Add Plan Understanding Quiz pre-flight check for start-rlcr-loop

SihaoLiu · SihaoLiu · commit 8e90877086d1 · 2026-03-12T21:08:01.000-07:00
Add an advisory quiz that runs before the RLCR loop starts, verifying
the user understands the technical implementation details of their plan.
An opus-model agent analyzes the plan and generates 2 multiple-choice
questions. If the user answers incorrectly, the system explains the plan
and offers to stop or proceed.

New flags:
- --yolo: skip quiz and enable --claude-answer-codex (full automation)
- --skip-quiz: skip quiz only without other behavioral changes

gen-plan auto-start now passes --skip-quiz since the user already
demonstrated understanding through the convergence discussion.
diff --git a/agents/plan-understanding-quiz.md b/agents/plan-understanding-quiz.md
@@ -0,0 +1,103 @@
+---
+name: plan-understanding-quiz
+description: Analyzes a plan and generates multiple-choice technical comprehension questions to verify user understanding before RLCR loop. Use when validating user readiness for start-rlcr-loop command.
+model: opus
+tools: Read, Glob, Grep
+---
+
+# Plan Understanding Quiz
+
+You are a specialized agent that analyzes an implementation plan and generates targeted multiple-choice technical comprehension questions. Your goal is to test whether the user genuinely understands HOW the plan will be implemented, not just what the plan title says.
+
+## Your Task
+
+When invoked, you will be given the content of a plan file. You need to:
+
+### Analyze the Plan
+
+1. **Read the plan thoroughly** to understand:
+   - What components, files, or systems are being modified
+   - What technical approach or mechanism is being used
+   - How different pieces of the implementation connect together
+   - What existing patterns or systems the plan builds upon
+
+2. **Explore the repository** to add context:
+   - Check README.md, CLAUDE.md, or other documentation files
+   - Look at the directory structure and key files referenced in the plan
+   - Understand the existing architecture that the plan interacts with
+
+### Generate Multiple-Choice Questions
+
+Create exactly 2 multiple-choice questions that test the user's understanding of the plan's **technical implementation details**. Each question must have exactly 4 options (A through D), with exactly 1 correct answer.
+
+- **QUESTION_1**: Should test whether the user knows what components/systems are being changed and how. Focus on the core technical mechanism or approach.

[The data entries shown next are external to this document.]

use actix_web::{web, HttpResponse};
use crate::{
    models::{ContactPatch, ContactResponse, CreateContactRequest, Principal},
    services::contact_service,
    state::AppState,
    utils::{AppError, ErrorBody},
};

/// GET /api/contacts - contacts owned by the authenticated user
#[utoipa::path(
    get,
    path = "/api/contacts",
    tag = "Contacts",
    responses(
        (status = 200, description = "Caller's contacts", body = [ContactResponse]),
        (status = 401, description = "Unauthorized")
    ),
    security(
        ("bearer_auth" = [])
    )
)]
pub async fn list_contacts(
    state: web::Data<AppState>,
    principal: web::ReqData<Principal>,
) -> Result<HttpResponse, AppError> {
    log::info!("📋 GET /api/contacts - user: {}", principal.id);

    let contacts = contact_service::list(&state, &principal).await?;
    Ok(HttpResponse::Ok().json(contacts))
}

#[utoipa::path(
    post,
    path = "/api/contacts",
    tag = "Contacts",
    request_body = CreateContactRequest,
    responses(
        (status = 201, description = "Contact created", body = ContactResponse),
        (status = 400, description = "Missing fields", body = ErrorBody),
        (status = 401, description = "Unauthorized")
    ),
    security(
        ("bearer_auth" = [])
    )
)]
pub async fn create_contact(
    state: web::Data<AppState>,
    principal: web::ReqData<Principal>,
    request: web::Json<CreateContactRequest>,
) -> Result<HttpResponse, AppError> {
    log::info!("📝 POST /api/contacts - user: {}", principal.id);

    let contact = contact_service::create(&state, &principal, &request).await?;
    Ok(HttpResponse::Created().json(contact))
}

#[utoipa::path(
    get,
    path = "/api/contacts/{id}",
    tag = "Contacts",
    params(
        ("id" = String, Path, description = "Contact id")
    ),
    responses(
        (status = 200, description = "Contact", body = ContactResponse),
        (status = 401, description = "Unauthorized"),
        (status = 403, description = "Contact belongs to another user", body = ErrorBody),
        (status = 404, description = "Contact not found", body = ErrorBody)
    ),
    security(
        ("bearer_auth" = [])
    )
)]
pub async fn get_contact(
    state: web::Data<AppState>,
    principal: web::ReqData<Principal>,
    path: web::Path<String>,
) -> Result<HttpResponse, AppError> {
    let contact = contact_service::get(&state, &principal, &path).await?;
    Ok(HttpResponse::Ok().json(contact))
}

#[utoipa::path(
    put,
    path = "/api/contacts/{id}",
    tag = "Contacts",
    params(
        ("id" = String, Path, description = "Contact id")
    ),
    request_body = ContactPatch,
    responses(
        (status = 200, description = "Updated contact", body = ContactResponse),
        (status = 401, description = "Unauthorized"),
        (status = 403, description = "Contact belongs to another user", body = ErrorBody),
        (status = 404, description = "Contact not found", body = ErrorBody)
    ),
    security(
        ("bearer_auth" = [])
    )
)]
pub async fn update_contact(
    state: web::Data<AppState>,
    principal: web::ReqData<Principal>,
    path: web::Path<String>,
    patch: web::Json<ContactPatch>,
) -> Result<HttpResponse, AppError> {
    log::info!("✏️ PUT /api/contacts/{} - user: {}", path.as_str(), principal.id);

    let contact = contact_service::update(&state, &principal, &path, &patch).await?;
    Ok(HttpResponse::Ok().json(contact))
}

#[utoipa::path(
    delete,
    path = "/api/contacts/{id}",
    tag = "Contacts",
    params(
        ("id" = String, Path, description = "Contact id")
    ),
    responses(
        (status = 200, description = "Deleted contact", body = ContactResponse),
        (status = 401, description = "Unauthorized"),
        (status = 403, description = "Contact belongs to another user", body = ErrorBody),
        (status = 404, description = "Contact not found", body = ErrorBody)
    ),
    security(
        ("bearer_auth" = [])
    )
)]
pub async fn delete_contact(
    state: web::Data<AppState>,
    principal: web::ReqData<Principal>,
    path: web::Path<String>,
) -> Result<HttpResponse, AppError> {
    log::info!("🗑️ DELETE /api/contacts/{} - user: {}", path.as_str(), principal.id);

    let contact = contact_service::delete(&state, &principal, &path).await?;
    Ok(HttpResponse::Ok().json(contact))
}
//! In-process store selected with `DATABASE_URL=memory://`. Data lives only
//! as long as the process.

use super::{ContactRepository, UserRepository};
use crate::models::{Contact, ContactPatch, User};
use crate::utils::{AppError, AppResult};
use async_trait::async_trait;
use mongodb::bson::oid::ObjectId;
use tokio::sync::RwLock;

#[derive(Default)]
pub struct MemoryUserRepository {
    users: RwLock<Vec<User>>,
}

impl MemoryUserRepository {
    pub fn new() -> Self {
        Self::default()
    }
}

#[async_trait]
impl UserRepository for MemoryUserRepository {
    async fn find_by_email(&self, email: &str) -> AppResult<Option<User>> {
        let users = self.users.read().await;
        Ok(users.iter().find(|u| u.email == email).cloned())
    }

    async fn find_by_id(&self, id: ObjectId) -> AppResult<Option<User>> {
        let users = self.users.read().await;
        Ok(users.iter().find(|u| u.id == id).cloned())
    }

    async fn insert(&self, user: &User) -> AppResult<()> {
        let mut users = self.users.write().await;
        // Same guarantee as the unique index on users(email)
        if users.iter().any(|u| u.email == user.email) {
            return Err(AppError::Conflict("User already registered!".to_string()));
        }
        users.push(user.clone());
        Ok(())
    }

    async fn delete(&self, id: ObjectId) -> AppResult<Option<User>> {
        let mut users = self.users.write().await;
        Ok(users
            .iter()
            .position(|u| u.id == id)
            .map(|index| users.remove(index)))
    }

    async fn ping(&self) -> AppResult<()> {
        Ok(())
    }
}

#[derive(Default)]
pub struct MemoryContactRepository {
    contacts: RwLock<Vec<Contact>>,
}

impl MemoryContactRepository {
    pub fn new() -> Self {
        Self::default()
    }
}

#[async_trait]
impl ContactRepository for MemoryContactRepository {
    async fn list_by_owner(&self, user_id: ObjectId) -> AppResult<Vec<Contact>> {
        let contacts = self.contacts.read().await;
        Ok(contacts.iter().filter(|c| c.user_id == user_id).cloned().collect())
    }

    async fn find_by_id(&self, id: ObjectId) -> AppResult<Option<Contact>> {
        let contacts = self.contacts.read().await;
        Ok(contacts.iter().find(|c| c.id == id).cloned())
    }

    async fn insert(&self, contact: &Contact) -> AppResult<()> {
        self.contacts.write().await.push(contact.clone());
        Ok(())
    }

    async fn update(&self, id: ObjectId, patch: &ContactPatch) -> AppResult<Option<Contact>> {
        let mut contacts = self.contacts.write().await;
        Ok(contacts.iter_mut().find(|c| c.id == id).map(|contact| {
            contact.apply(patch);
            contact.clone()
        }))
    }

    async fn delete(&self, id: ObjectId) -> AppResult<Option<Contact>> {
        let mut contacts = self.contacts.write().await;
        Ok(contacts
            .iter()
            .position(|c| c.id == id)
            .map(|index| contacts.remove(index)))
    }

    async fn delete_by_owner(&self, user_id: ObjectId) -> AppResult<u64> {
        let mut contacts = self.contacts.write().await;
        let before = contacts.len();
        contacts.retain(|c| c.user_id != user_id);
        Ok((before - contacts.len()) as u64)
    }
}
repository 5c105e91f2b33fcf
pub mod contacts;
pub mod health;
pub mod swagger;
pub mod users;

use actix_web::{guard, web, HttpResponse};
use crate::{middleware::auth::AuthMiddleware, utils::AppError};

/// Unreadable or mistyped JSON bodies become 400 responses in the usual error shape.
fn json_config() -> web::JsonConfig {
    web::JsonConfig::default().error_handler(|err, _req| {
        AppError::Validation(format!("Invalid request body: {}", err)).into()
    })
}

async fn method_not_allowed() -> HttpResponse {
    HttpResponse::MethodNotAllowed().finish()
}

/// Registers every route. Shared by `main` and the HTTP tests below.
pub fn configure(cfg: &mut web::ServiceConfig) {
    cfg.app_data(json_config())
        .route("/health", web::get().to(health::health_check))
        .service(
            web::scope("/api/users")
                .route("/register", web::post().to(users::register))
                .route("/login", web::post().to(users::login))
                // Auth only wraps the methods that exist; anything else on a
                // user path falls through to the unauthenticated 405 below.
                .service(
                    web::resource("/me")
                        .guard(guard::Get())
                        .wrap(AuthMiddleware)
                        .route(web::get().to(users::get_me)),
                )
                .service(
                    web::resource("/{id}")
                        .guard(guard::Delete())
                        .wrap(AuthMiddleware)
                        .route(web::delete().to(users::delete_user)),
                )
                .service(web::resource("/{id}").to(method_not_allowed)),
        )
        .service(
            web::scope("/api/contacts")
                .wrap(AuthMiddleware)
                .route("", web::get().to(contacts::list_contacts))
                .route("", web::post().to(contacts::create_contact))
                .route("/{id}", web::get().to(contacts::get_contact))
                .route("/{id}", web::put().to(contacts::update_contact))
                .route("/{id}", web::delete().to(contacts::delete_contact)),
        );
}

+- **QUESTION_2**: Should test whether the user understands how different parts of the implementation connect, what existing patterns are being followed, or what the key technical constraints are.
+
+**Good question characteristics:**
+- Derived from the plan's specific content, not generic templates
+- Test understanding of HOW things will be done, not just WHAT the plan describes
+- Not too low-level (no exact line numbers, exact syntax, or trivial details)
+- A user who has carefully read and understood the plan should pick the correct answer
+- A user who just skimmed the title or blindly accepted a generated plan would likely pick wrong
+- Wrong options should be plausible (not obviously absurd) but clearly incorrect to someone who read the plan
+
+**Example good questions:**
+- "How does this plan integrate the new validation step into the startup flow?" with options covering different integration approaches
+- "Which components need to change and why?" with options describing different component sets
+
+**Example bad questions (avoid these):**
+- "What is the plan about?" (too vague, tests nothing)

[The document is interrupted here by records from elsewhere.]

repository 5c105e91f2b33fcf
pub mod error;

pub use error::*;
use mongodb::bson::oid::ObjectId;
use mongodb::bson::DateTime as BsonDateTime;
use serde::{Deserialize, Serialize};

/// Document in the "contacts" collection
#[derive(Debug, Serialize, Deserialize, Clone, PartialEq)]
pub struct Contact {
    #[serde(rename = "_id")]
    pub id: ObjectId,
    /// Owning user
    pub user_id: ObjectId,
    pub name: String,
    pub email: String,
    pub phone: String,
    #[serde(rename = "createdAt")]
    pub created_at: BsonDateTime,
    #[serde(rename = "updatedAt")]
    pub updated_at: BsonDateTime,
}

impl Contact {
    pub fn new(user_id: ObjectId, name: String, email: String, phone: String) -> Self {
        let now = BsonDateTime::now();
        Self {
            id: ObjectId::new(),
            user_id,
            name,
            email,
            phone,
            created_at: now,
            updated_at: now,
        }
    }

    pub fn is_owned_by(&self, user_id: &str) -> bool {
        self.user_id.to_hex() == user_id
    }

    /// Applies the fields present in `patch` and bumps `updated_at`.
    pub fn apply(&mut self, patch: &ContactPatch) {
        if let Some(name) = &patch.name {
            self.name = name.clone();
        }
        if let Some(email) = &patch.email {
            self.email = email.clone();
        }
        if let Some(phone) = &patch.phone {
            self.phone = phone.clone();
        }
        self.updated_at = BsonDateTime::now();
    }
}

/// Body for creating a contact
#[derive(Debug, Deserialize, utoipa::ToSchema)]
pub struct CreateContactRequest {
    pub name: Option<String>,
    pub email: Option<String>,
    pub phone: Option<String>,
}

/// Partial update; absent fields are left untouched
#[derive(Debug, Default, Clone, Deserialize, utoipa::ToSchema)]
pub struct ContactPatch {
    pub name: Option<String>,
    pub email: Option<String>,
    pub phone: Option<String>,
}

#[derive(Debug, Serialize, Deserialize, utoipa::ToSchema)]
pub struct ContactResponse {
    #[serde(rename = "_id")]
    pub id: String,
    pub user_id: String,
    pub name: String,
    pub email: String,
    pub phone: String,
    #[serde(rename = "createdAt")]
    pub created_at: String,
    #[serde(rename = "updatedAt")]
    pub updated_at: String,
}

impl From<Contact> for ContactResponse {
    fn from(contact: Contact) -> Self {
        ContactResponse {
            id: contact.id.to_hex(),
            user_id: contact.user_id.to_hex(),
            name: contact.name,
            email: contact.email,
            phone: contact.phone,
            created_at: super::to_rfc3339(contact.created_at),
            updated_at: super::to_rfc3339(contact.updated_at),
        }
    }
}

#[cfg(test)]
mod tests {
    use super::*;

    fn sample() -> Contact {
        Contact::new(ObjectId::new(), "Bob".into(), "b@x.com".into(), "555".into())
    }

    #[test]
    fn ownership_compares_hex_ids() {
        let contact = sample();
        assert!(contact.is_owned_by(&contact.user_id.to_hex()));
        assert!(!contact.is_owned_by(&ObjectId::new().to_hex()));
        assert!(!contact.is_owned_by(""));
    }

    #[test]
    fn apply_only_touches_present_fields() {
        let mut contact = sample();
        contact.apply(&ContactPatch {
            phone: Some("556".into()),
            ..Default::default()
        });
        assert_eq!(contact.name, "Bob");
        assert_eq!(contact.email, "b@x.com");
        assert_eq!(contact.phone, "556");
    }

    #[test]
    fn response_uses_document_field_names() {
        let contact = sample();
        let owner = contact.user_id.to_hex();
        let json = serde_json::to_value(ContactResponse::from(contact)).unwrap();
        assert_eq!(json["user_id"], owner);
        assert!(json["_id"].is_string());
        assert!(json["createdAt"].as_str().unwrap().ends_with('Z'));
    }
}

+- "What are the risks?" (generic, not about implementation)
+- "On which line does function X start?" (too low-level)
+
+### Generate Plan Summary
+
+Write a 2-3 sentence summary explaining what the plan does and how, suitable for educating a user who showed gaps in understanding. Focus on the technical approach, not just the goal.
+
+## Output Format
+
+You MUST output in this exact format, with each field on its own line:
+
+```
+QUESTION_1: <your first question>
+OPTION_1A: <option A text>
+OPTION_1B: <option B text>
+OPTION_1C: <option C text>
+OPTION_1D: <option D text>
+ANSWER_1: <A, B, C, or D>
+QUESTION_2: <your second question>
+OPTION_2A: <option A text>
+OPTION_2B: <option B text>
+OPTION_2C: <option C text>
+OPTION_2D: <option D text>
+ANSWER_2: <A, B, C, or D>
+PLAN_SUMMARY: <2-3 sentence technical summary>
+```
+
+## Important Notes
+
+- Always output all 13 fields - never skip any
+- ANSWER must be exactly one letter: A, B, C, or D
+- Randomize the position of the correct answer (do not always put it in A or D)

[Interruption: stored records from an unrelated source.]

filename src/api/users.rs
use actix_web::{web, HttpResponse};
use crate::{
    models::{LoginRequest, LoginResponse, Principal, RegisterRequest, RegisterResponse, UserResponse},
    services::auth_service,
    state::AppState,
    utils::{AppError, ErrorBody},
};

#[utoipa::path(
    post,
    path = "/api/users/register",
    tag = "Users",
    request_body = RegisterRequest,
    responses(
        (status = 201, description = "User registered", body = RegisterResponse),
        (status = 400, description = "Missing fields or email already registered", body = ErrorBody)
    )
)]
pub async fn register(
    state: web::Data<AppState>,
    request: web::Json<RegisterRequest>,
) -> Result<HttpResponse, AppError> {
    log::info!("📝 POST /api/users/register - email: {}", request.email.as_deref().unwrap_or("N/A"));

    let response = auth_service::register(&state, &request).await?;
    Ok(HttpResponse::Created().json(response))
}

#[utoipa::path(
    post,
    path = "/api/users/login",
    tag = "Users",
    request_body = LoginRequest,
    responses(
        (status = 200, description = "Login successful", body = LoginResponse),
        (status = 400, description = "Missing fields", body = ErrorBody),
        (status = 401, description = "Invalid email or password", body = ErrorBody)
    )
)]
pub async fn login(
    state: web::Data<AppState>,
    request: web::Json<LoginRequest>,
) -> Result<HttpResponse, AppError> {
    log::info!("🔐 POST /api/users/login - email: {}", request.email.as_deref().unwrap_or("N/A"));

    let response = auth_service::login(&state, &request).await?;
    Ok(HttpResponse::Ok().json(response))
}

#[utoipa::path(
    get,
    path = "/api/users/me",
    tag = "Users",
    responses(
        (status = 200, description = "Authenticated user", body = Principal),
        (status = 401, description = "Unauthorized")
    ),
    security(
        ("bearer_auth" = [])
    )
)]
pub async fn get_me(principal: web::ReqData<Principal>) -> HttpResponse {
    log::info!("👤 GET /api/users/me - user: {}", principal.id);
    HttpResponse::Ok().json(auth_service::get_self(&principal))
}

#[utoipa::path(
    delete,
    path = "/api/users/{id}",
    tag = "Users",
    params(
        ("id" = String, Path, description = "User id")
    ),
    responses(
        (status = 200, description = "Deleted user", body = UserResponse),
        (status = 401, description = "Unauthorized"),
        (status = 403, description = "Not the caller's account", body = ErrorBody),
        (status = 404, description = "User not found", body = ErrorBody)
    ),
    security(
        ("bearer_auth" = [])
    )
)]
pub async fn delete_user(
    state: web::Data<AppState>,
    principal: web::ReqData<Principal>,
    path: web::Path<String>,
) -> Result<HttpResponse, AppError> {
    let id = path.into_inner();
    log::info!("🗑️ DELETE /api/users/{} - user: {}", id, principal.id);

    let deleted = auth_service::delete_user(&state, &principal, &id).await?;
    Ok(HttpResponse::Ok().json(deleted))
}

+- The plan may be written in any language - generate questions and options in the same language as the plan
+- Focus on substance over format
+- If the plan is very short or lacks technical detail, derive questions from whatever implementation hints are available
+- Questions should feel like a friendly knowledge check, not an adversarial interrogation
+
+## Example Output
+
+```
+QUESTION_1: How does this plan integrate the new validation step into the existing build pipeline?
+OPTION_1A: By replacing the existing lint step with a combined lint-and-validate step
+OPTION_1B: By adding a new PostToolUse hook that runs between the lint step and the compilation step
+OPTION_1C: By modifying the compilation step to include inline validation checks
+OPTION_1D: By creating a standalone pre-build script that runs before any other steps
+ANSWER_1: B
+QUESTION_2: Why does the plan require changes to both the CLI parser and the state file, rather than just the CLI?
+OPTION_2A: The state file stores the original CLI arguments for audit logging purposes
+OPTION_2B: The CLI parser is deprecated and the state file is the new configuration mechanism
+OPTION_2C: The CLI parser adds the flag, the state file persists it across loop iterations, and the stop hook reads it at exit time
+OPTION_2D: Both files share a common schema and must always be updated together
+ANSWER_2: C
+PLAN_SUMMARY: This plan adds a build output validation step by hooking into the PostToolUse lifecycle event. It modifies the hook configuration to insert a format checker between linting and compilation, and updates the state file schema to track validation results across RLCR rounds.
+```
diff --git a/commands/gen-plan.md b/commands/gen-plan.md
@@ -590,13 +590,15 @@ If all of the following are true:
 Then start work immediately by running:
 
 ```bash
-/humanize:start-rlcr-loop <output-plan-path>
+/humanize:start-rlcr-loop --skip-quiz <output-plan-path>
 ```
 
+The `--skip-quiz` flag is passed because the user has already demonstrated understanding of the plan through the gen-plan convergence discussion.
+
 If the command invocation is not available in this context, fall back to the setup script:
 
 ```bash
-"${CLAUDE_PLUGIN_ROOT}/scripts/setup-rlcr-loop.sh" --plan-file <output-plan-path>
+"${CLAUDE_PLUGIN_ROOT}/scripts/setup-rlcr-loop.sh" --skip-quiz --plan-file <output-plan-path>
 ```
 
 If the auto-start attempt fails, report the failure reason and provide the exact manual command for the user to run:
diff --git a/commands/start-rlcr-loop.md b/commands/start-rlcr-loop.md
@@ -1,10 +1,11 @@
 ---
 description: "Start iterative loop with Codex review"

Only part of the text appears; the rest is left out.